Three days lets you pair Essaouira's walled medina and port with the thing the wind was made for: a full surf or kitesurf day, plus an excursion down the coast to wild Sidi Kaouki or the village of Diabat. This is the timed plan with lesson prices and real costs in MAD. Fewer days? See our 2 days in Essaouira itinerary.
Time needed
Three full days, three nights
Day 1 focus
Medina, Skala ramparts, port
Day 2 focus
Beach, boat trip, hammam
Day 3 focus
Surf/kitesurf + Sidi Kaouki
Essaouira–Sidi Kaouki
~25 km; ~30 min
Surf lesson (group)
~250–400 MAD
Three-day budget
~900–2,200 MAD per person
Best months
Windiest in summer; mild year-round
Amelia Hart· Itineraries & Trip Planning Editor
British writer who has built and road-tested Morocco itineraries for everyone from honeymooners to families. She covers multi-day routes, costs, the best time to visit and how to plan a first trip. Casablanca · 9+ years covering Morocco
Published 15 December 2024 Last updated 17 July 2026
Two days is enough to see Essaouira the town — the walled medina, the ramparts, the port and the beach. A third day is what lets you actually use the wind that defines the place. Essaouira is one of the world's steadiest windsurf and kitesurf spots and a friendly beginner surf town, so day three trades sightseeing for the water, then rolls south along the coast to the wilder beaches the day-trippers never reach.
This plan keeps days one and two as the two-day version — a medina-and-port day, then a beach-and-hammam day — and gives day three to a lesson or a session on the water, followed by an excursion to Sidi Kaouki or Diabat. You stay in the same medina riad throughout; the watersports schools and the beach are a short walk or cheap taxi from the walls.
The one thing to stay flexible about is the wind. Essaouira's afternoon thermals build strong, which experienced windsurfers and kiters want but beginners find hard. If you are learning, keep the schedule loose enough to grab the calmer morning window, and let the schools — who watch the forecast closely — tell you when to be on the beach.
The first two days follow our two-day Essaouira plan: the medina, Skala ramparts and fishing port on day one, then the beach, a boat trip and a hammam on day two. The condensed grid keeps you oriented; the full detail lives in the 2 days in Essaouira itinerary.
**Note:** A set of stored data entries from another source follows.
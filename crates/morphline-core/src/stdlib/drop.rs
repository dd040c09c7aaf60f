//! Terminal sentinel stage

use serde_yaml::Value;

use crate::command::{Command, CommandBuilder, CommandPath};
use crate::config::Configs;
use crate::context::MorphlineContext;
use crate::error::Result;
use crate::record::Record;

/// Builder for `drop` / `dropRecord`
pub struct DropRecordBuilder;

impl CommandBuilder for DropRecordBuilder {
    fn names(&self) -> &[&'static str] {
        &["drop", "dropRecord"]
    }

    fn build(
        &self,
        config: &Value,
        parent: Option<&CommandPath>,
        _child: Box<dyn Command>,
        _context: &MorphlineContext,
    ) -> Result<Box<dyn Command>> {
        Configs::new(config).validate_arguments()?;
        Ok(Box::new(DropRecord::new(parent)))
    }
}

/// Accepts every record and forwards nothing. Ends every compiled tree.
#[derive(Debug, Clone)]
pub struct DropRecord {
    parent: Option<CommandPath>,
}

impl DropRecord {
    /// Create the stage under `parent`
    pub fn new(parent: Option<&CommandPath>) -> Self {
        Self {
            parent: parent.cloned(),
        }
    }
}

impl Command for DropRecord {
    fn name(&self) -> &str {
        "dropRecord"
    }

    fn parent(&self) -> Option<&CommandPath> {
        self.parent.as_ref()
    }

    fn process(&mut self, _record: &mut Record) -> Result<bool> {
        Ok(true)
    }

    fn notify(&mut self, _notification: &Record) -> Result<()> {
        Ok(())
    }
}

#[cfg(test)]
mod tests {
    use super::*;
    use crate::stdlib::testing::Collector;

    #[test]
    fn test_drop_accepts_and_discards() {
        let collector = Collector::default();
        let mut drop = DropRecordBuilder
            .build(
                &Value::Null,
                None,
                Box::new(collector.clone()),
                &MorphlineContext::default(),
            )
            .unwrap();
        let mut record = Record::new();
        record.put("message", "hello");
        assert!(drop.process(&mut record).unwrap());
        assert!(collector.records().is_empty());
        assert_eq!(record.first_str("message"), Some("hello"));
    }

    #[test]
    fn test_drop_rejects_parameters() {
        let config: Value = serde_yaml::from_str("unexpected: 1").unwrap();
        let result = DropRecordBuilder.build(
            &config,
            None,
            Box::new(DropRecord::new(None)),
            &MorphlineContext::default(),
        );
        assert!(result.is_err());
    }
}
//! Collaborators shared by all commands of a compilation

use std::sync::Arc;

use crate::error::Result;
use crate::fault::{ExceptionHandler, FaultTolerance};
use crate::loader::{DocumentLoader, SinkLocator};
use crate::registry::CommandRegistry;

/// Creates a document loader for a sink locator
pub type LoaderFactory =
    Arc<dyn Fn(&SinkLocator) -> Result<Box<dyn DocumentLoader>> + Send + Sync>;

/// Everything a command builder may need besides its own parameters
#[derive(Clone)]
pub struct MorphlineContext {
    registry: Arc<CommandRegistry>,
    exception_handler: Arc<dyn ExceptionHandler>,
    loader_factory: Option<LoaderFactory>,
}

impl MorphlineContext {
    /// Start building a context
    pub fn builder() -> MorphlineContextBuilder {
        MorphlineContextBuilder::default()
    }

    /// Command builders available to the compiler
    pub fn registry(&self) -> &CommandRegistry {
        &self.registry
    }

    /// Policy applied to faults raised while processing records
    pub fn exception_handler(&self) -> &Arc<dyn ExceptionHandler> {
        &self.exception_handler
    }

    /// Factory for sink stages, if the embedder supplied one
    pub fn loader_factory(&self) -> Option<&LoaderFactory> {
        self.loader_factory.as_ref()
    }
}

impl Default for MorphlineContext {
    fn default() -> Self {
        Self::builder().build()
    }
}

impl std::fmt::Debug for MorphlineContext {
    fn fmt(&self, f: &mut std::fmt::Formatter<'_>) -> std::fmt::Result {
        f.debug_struct("MorphlineContext")
            .field("registry", &self.registry)
            .field("loader_factory", &self.loader_factory.is_some())
            .finish()
    }
}

/// Builder for [`MorphlineContext`]
#[derive(Default)]
pub struct MorphlineContextBuilder {
    registry: Option<Arc<CommandRegistry>>,
    exception_handler: Option<Arc<dyn ExceptionHandler>>,
    loader_factory: Option<LoaderFactory>,
}

impl MorphlineContextBuilder {
    /// Use a custom registry instead of the builtin one
    pub fn registry(mut self, registry: CommandRegistry) -> Self {
        self.registry = Some(Arc::new(registry));
        self
    }

    /// Use a custom fault policy; defaults to non-production fault tolerance
    pub fn exception_handler(mut self, handler: impl ExceptionHandler + 'static) -> Self {
        self.exception_handler = Some(Arc::new(handler));
        self
    }

    /// Supply document loaders to sink stages
    pub fn loader_factory<F>(mut self, factory: F) -> Self
    where
        F: Fn(&SinkLocator) -> Result<Box<dyn DocumentLoader>> + Send + Sync + 'static,
    {
        self.loader_factory = Some(Arc::new(factory));
        self
    }

    /// Finish building
    pub fn build(self) -> MorphlineContext {
        MorphlineContext {
            registry: self.registry.unwrap_or_else(CommandRegistry::builtin),
            exception_handler: self
                .exception_handler
                .unwrap_or_else(|| Arc::new(FaultTolerance::new(false, false))),
            loader_factory: self.loader_factory,
        }
    }
}
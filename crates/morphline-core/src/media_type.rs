//! MIME media types with wildcard matching

use std::fmt;
use std::str::FromStr;

use crate::error::{Error, Result};

const WILDCARD: &str = "*";

/// A `type/subtype` pair; parameters such as `charset` are discarded.
#[derive(Debug, Clone, PartialEq, Eq, Hash, PartialOrd, Ord)]
pub struct MediaType {
    type_: String,
    subtype: String,
}

impl MediaType {
    /// Build from its two halves; both are lower-cased and trimmed.
    pub fn new(type_: &str, subtype: &str) -> Result<Self> {
        let type_ = type_.trim().to_ascii_lowercase();
        let subtype = subtype.trim().to_ascii_lowercase();
        if type_.is_empty() || subtype.is_empty() {
            return Err(Error::runtime_message(format!(
                "Invalid media type: {}/{}",
                type_, subtype
            )));
        }
        if type_ == WILDCARD && subtype != WILDCARD {
            return Err(Error::runtime_message(format!(
                "Invalid media type: wildcard type requires wildcard subtype: {}/{}",
                type_, subtype
            )));
        }
        Ok(Self { type_, subtype })
    }

    /// Parse `type/subtype[; params]`.
    pub fn parse(text: &str) -> Result<Self> {
        let base = text.split(';').next().unwrap_or_default();
        let (type_, subtype) = base
            .split_once('/')
            .ok_or_else(|| Error::runtime_message(format!("Invalid media type: {}", text)))?;
        if subtype.contains('/') {
            return Err(Error::runtime_message(format!("Invalid media type: {}", text)));
        }
        Self::new(type_, subtype)
    }

    /// Primary type, e.g. `text`
    pub fn type_(&self) -> &str {
        &self.type_
    }

    /// Subtype, e.g. `plain`
    pub fn subtype(&self) -> &str {
        &self.subtype
    }

    /// `type/subtype` without parameters
    pub fn base_type(&self) -> String {
        format!("{}/{}", self.type_, self.subtype)
    }

    /// Whether either half is a wildcard
    pub fn has_wildcard(&self) -> bool {
        self.type_ == WILDCARD || self.subtype == WILDCARD
    }

    /// Whether this concrete type falls within `range`, e.g. `text/plain`
    /// within `text/*` or `*/*`.
    pub fn matches(&self, range: &MediaType) -> bool {
        (range.type_ == WILDCARD || range.type_ == self.type_)
            && (range.subtype == WILDCARD || range.subtype == self.subtype)
    }
}

impl FromStr for MediaType {
    type Err = Error;

    fn from_str(s: &str) -> Result<Self> {
        Self::parse(s)
    }
}

impl fmt::Display for MediaType {
    fn fmt(&self, f: &mut fmt::Formatter<'_>) -> fmt::Result {
        write!(f, "{}/{}", self.type_, self.subtype)
    }
}
//! Reserved record field names

/// Unique record identifier
pub const ID: &str = "id";

/// Textual payload produced by parsers
pub const MESSAGE: &str = "message";

/// Raw attachment payload: bytes, text or a one-shot stream
pub const ATTACHMENT_BODY: &str = "_attachment_body";

/// MIME type of the attachment, e.g. `text/plain`
pub const ATTACHMENT_MIME_TYPE: &str = "_attachment_mimetype";

/// Charset of the attachment, e.g. `UTF-8`
pub const ATTACHMENT_CHARSET: &str = "_attachment_charset";

/// Name of the attachment, typically a file name
pub const ATTACHMENT_NAME: &str = "_attachment_name";

/// All attachment fields; cleared whenever a stage materialises a new message
pub const ATTACHMENT_FIELDS: [&str; 4] = [
    ATTACHMENT_BODY,
    ATTACHMENT_MIME_TYPE,
    ATTACHMENT_CHARSET,
    ATTACHMENT_NAME,
];
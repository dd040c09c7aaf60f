//! Boolean negation of a nested command

use serde_yaml::Value;

use crate::command::{build_command, Command, CommandBuilder, CommandCore, CommandPath};
use crate::context::MorphlineContext;
use crate::error::Result;
use crate::record::Record;

/// Builder for `not`. Its parameters are a single command descriptor, e.g.
/// `not: { readLine: {} }`.
pub struct NotBuilder;

impl CommandBuilder for NotBuilder {
    fn names(&self) -> &[&'static str] {
        &["not"]
    }

    fn build(
        &self,
        config: &Value,
        parent: Option<&CommandPath>,
        child: Box<dyn Command>,
        context: &MorphlineContext,
    ) -> Result<Box<dyn Command>> {
        let path = CommandPath::under(parent, "not");
        let nested = build_command(config, Some(&path), child, context)?;
        Ok(Box::new(Not {
            core: CommandCore::new("not", parent, nested),
        }))
    }
}

/// Runs the nested command (which continues into this stage's child) and
/// returns the opposite of its result.
pub struct Not {
    core: CommandCore,
}

impl Command for Not {
    fn name(&self) -> &str {
        self.core.name()
    }

    fn parent(&self) -> Option<&CommandPath> {
        self.core.parent()
    }

    fn process(&mut self, record: &mut Record) -> Result<bool> {
        Ok(!self.core.forward(record)?)
    }

    fn notify(&mut self, notification: &Record) -> Result<()> {
        self.core.forward_notify(notification)
    }
}

#[cfg(test)]
mod tests {
    use super::*;
    use crate::stdlib::drop::DropRecord;
    use crate::stdlib::testing::Collector;

    fn build(yaml: &str, child: Box<dyn Command>) -> Result<Box<dyn Command>> {
        let config: Value = serde_yaml::from_str(yaml).unwrap();
        NotBuilder.build(&config, None, child, &MorphlineContext::default())
    }

    #[test]
    fn test_not_inverts_acceptance() {
        let mut not = build("dropRecord: {}", Box::new(DropRecord::new(None))).unwrap();
        assert!(!not.process(&mut Record::new()).unwrap());
    }

    #[test]
    fn test_not_inverts_backtracking() {
        let mut not = build("generateUUID: {}", Box::new(Collector::rejecting())).unwrap();
        assert!(not.process(&mut Record::new()).unwrap());
    }

    #[test]
    fn test_not_is_top_level_without_parent() {
        let not = build("dropRecord: {}", Box::new(DropRecord::new(None))).unwrap();
        assert_eq!(not.name(), "not");
        assert!(not.parent().is_none());
    }

    #[test]
    fn test_not_requires_descriptor() {
        assert!(build("{}", Box::new(DropRecord::new(None))).is_err());
    }
}
//! The command execution contract
//!
//! A command transforms a record into zero or more records and hands them to
//! its child. Commands form a tree built right to left: a command's child
//! exists before the command itself is constructed, so a builder may inspect
//! or wrap it.
//!
//! Two planes run through the tree:
//!
//! - **data plane**: [`Command::process`] returns `Ok(true)` to continue
//!   normal flow and `Ok(false)` to backtrack. Backtracking is not an error;
//!   an ancestor returns `false` in turn unless it is designed to interpret
//!   the result (e.g. `not`).
//! - **control plane**: [`Command::notify`] broadcasts a lifecycle
//!   notification to every command of the subtree.

use std::fmt;

use serde_yaml::Value;

use crate::config::command_name;
use crate::context::MorphlineContext;
use crate::error::{Error, Result};
use crate::record::Record;

/// A node of a compiled morphline
pub trait Command: Send {
    /// The name this command was built under
    fn name(&self) -> &str;

    /// Location of the enclosing command, if any. Lookup only; parents are
    /// never owned by their children.
    fn parent(&self) -> Option<&CommandPath>;

    /// Process one record; `Ok(false)` requests backtracking.
    fn process(&mut self, record: &mut Record) -> Result<bool>;

    /// Forward a control-plane notification through the subtree.
    fn notify(&mut self, notification: &Record) -> Result<()>;
}

/// Factory for one or more command names
pub trait CommandBuilder: Send + Sync {
    /// Names under which the builder is registered
    fn names(&self) -> &[&'static str];

    /// Build a command from its parameters, its enclosing command's path and
    /// its already-built child.
    fn build(
        &self,
        config: &Value,
        parent: Option<&CommandPath>,
        child: Box<dyn Command>,
        context: &MorphlineContext,
    ) -> Result<Box<dyn Command>>;
}

/// Slash-separated location of a command within its morphline, e.g.
/// `p1/not/readLine`
#[derive(Debug, Clone, PartialEq, Eq, Hash)]
pub struct CommandPath {
    segments: Vec<String>,
}

impl CommandPath {
    /// Path of a top-level command
    pub fn root(name: impl Into<String>) -> Self {
        Self {
            segments: vec![name.into()],
        }
    }

    /// Path of a command nested under this one
    pub fn join(&self, name: impl Into<String>) -> Self {
        let mut segments = self.segments.clone();
        segments.push(name.into());
        Self { segments }
    }

    /// Path for a command built under `parent`
    pub fn under(parent: Option<&CommandPath>, name: impl Into<String>) -> Self {
        match parent {
            Some(parent) => parent.join(name),
            None => Self::root(name),
        }
    }

    /// Last segment
    pub fn name(&self) -> &str {
        self.segments.last().map(String::as_str).unwrap_or_default()
    }

    /// Number of segments
    pub fn depth(&self) -> usize {
        self.segments.len()
    }
}

impl fmt::Display for CommandPath {
    fn fmt(&self, f: &mut fmt::Formatter<'_>) -> fmt::Result {
        write!(f, "{}", self.segments.join("/"))
    }
}

/// State shared by commands with exactly one child: name, parent and child.
pub struct CommandCore {
    name: String,
    parent: Option<CommandPath>,
    child: Box<dyn Command>,
}

impl CommandCore {
    /// Create the core for a command named `name`.
    pub fn new(
        name: impl Into<String>,
        parent: Option<&CommandPath>,
        child: Box<dyn Command>,
    ) -> Self {
        let name = name.into();
        tracing::trace!(
            command = %CommandPath::under(parent, name.as_str()),
            child = child.name(),
            "Constructed command"
        );
        Self {
            name,
            parent: parent.cloned(),
            child,
        }
    }

    /// Command name
    pub fn name(&self) -> &str {
        &self.name
    }

    /// Enclosing command path
    pub fn parent(&self) -> Option<&CommandPath> {
        self.parent.as_ref()
    }

    /// This command's own path
    pub fn path(&self) -> CommandPath {
        CommandPath::under(self.parent.as_ref(), self.name.as_str())
    }

    /// The child command
    pub fn child(&mut self) -> &mut dyn Command {
        self.child.as_mut()
    }

    /// Pass a record to the child.
    pub fn forward(&mut self, record: &mut Record) -> Result<bool> {
        self.child.process(record)
    }

    /// Pass a notification to the child.
    pub fn forward_notify(&mut self, notification: &Record) -> Result<()> {
        self.child.notify(notification)
    }
}

/// Build one command from its descriptor (`{name: {params}}`).
pub fn build_command(
    descriptor: &Value,
    parent: Option<&CommandPath>,
    child: Box<dyn Command>,
    context: &MorphlineContext,
) -> Result<Box<dyn Command>> {
    let (name, params) = command_name(descriptor)?;
    let builder = context.registry().get(name).ok_or_else(|| {
        Error::compilation(
            format!("No command builder registered for name: {}", name),
            Some(descriptor),
        )
    })?;
    builder.build(params, parent, child, context)
}

/// Build a chain of commands right to left; the last descriptor gets
/// `final_child` as its child. Returns the head of the chain, or
/// `final_child` itself when `descriptors` is empty.
pub fn build_commands(
    descriptors: &[Value],
    parent: Option<&CommandPath>,
    final_child: Box<dyn Command>,
    context: &MorphlineContext,
) -> Result<Box<dyn Command>> {
    let mut child = final_child;
    for descriptor in descriptors.iter().rev() {
        child = build_command(descriptor, parent, child, context)?;
    }
    Ok(child)
}

#[cfg(test)]
mod tests {
    use super::*;
    use crate::stdlib::drop::DropRecord;

    #[test]
    fn test_command_path_display() {
        let root = CommandPath::root("p1");
        let nested = root.join("not").join("readLine");
        assert_eq!(nested.to_string(), "p1/not/readLine");
        assert_eq!(nested.name(), "readLine");
        assert_eq!(nested.depth(), 3);
        assert_eq!(CommandPath::under(None, "x"), CommandPath::root("x"));
    }

    #[test]
    fn test_unknown_command_name_fails() {
        let descriptor: Value = serde_yaml::from_str("noSuchCommand: {}").unwrap();
        let err = build_command(
            &descriptor,
            None,
            Box::new(DropRecord::new(None)),
            &MorphlineContext::default(),
        )
        .err()
        .unwrap();
        assert!(matches!(err, Error::Compilation { .. }));
        assert!(err.to_string().contains("noSuchCommand"));
    }

    #[test]
    fn test_command_names_are_case_sensitive() {
        let descriptor: Value = serde_yaml::from_str("DROPRECORD: {}").unwrap();
        let result = build_command(
            &descriptor,
            None,
            Box::new(DropRecord::new(None)),
            &MorphlineContext::default(),
        );
        assert!(result.is_err());
    }

    #[test]
    fn test_empty_chain_returns_final_child() {
        let head = build_commands(
            &[],
            None,
            Box::new(DropRecord::new(None)),
            &MorphlineContext::default(),
        )
        .unwrap();
        assert_eq!(head.name(), "dropRecord");
    }
}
| Time | Day 1: medina + port | Day 2: beach + spa | Approx cost |
|---|---|---|---|
| 09:30 | Skala de la Ville ramparts | Beach walk toward Diabat | Free |
| 11:00 | Thuya + art souks | Horse or camel ride | Browse · ~150–250 MAD |
| 13:00 | Fish grill at the port | Lunch on the seafront | ~60–180 MAD |
| 14:30 | Skala du Port + harbour | Harbour boat trip | ~30 · ~150–300 MAD |
| 16:00 | Moulay Hassan square | Spa or public hammam | ~15 · ~50–500 MAD |
| 17:30 | Mellah + Bayt Dakira | Last souk browse | Free · ~50–200 MAD |
| 19:00 | Sunset dinner on the ramparts | Sunset dinner in the medina | ~120–250 MAD |
Day three is the water day. A morning lesson or session in the bay, lunch on the beach, then an afternoon run down the coast to Sidi Kaouki's wild sands and marabout shrine — or, if you would rather not travel, more time on Essaouira's own beach and the ruins at Diabat.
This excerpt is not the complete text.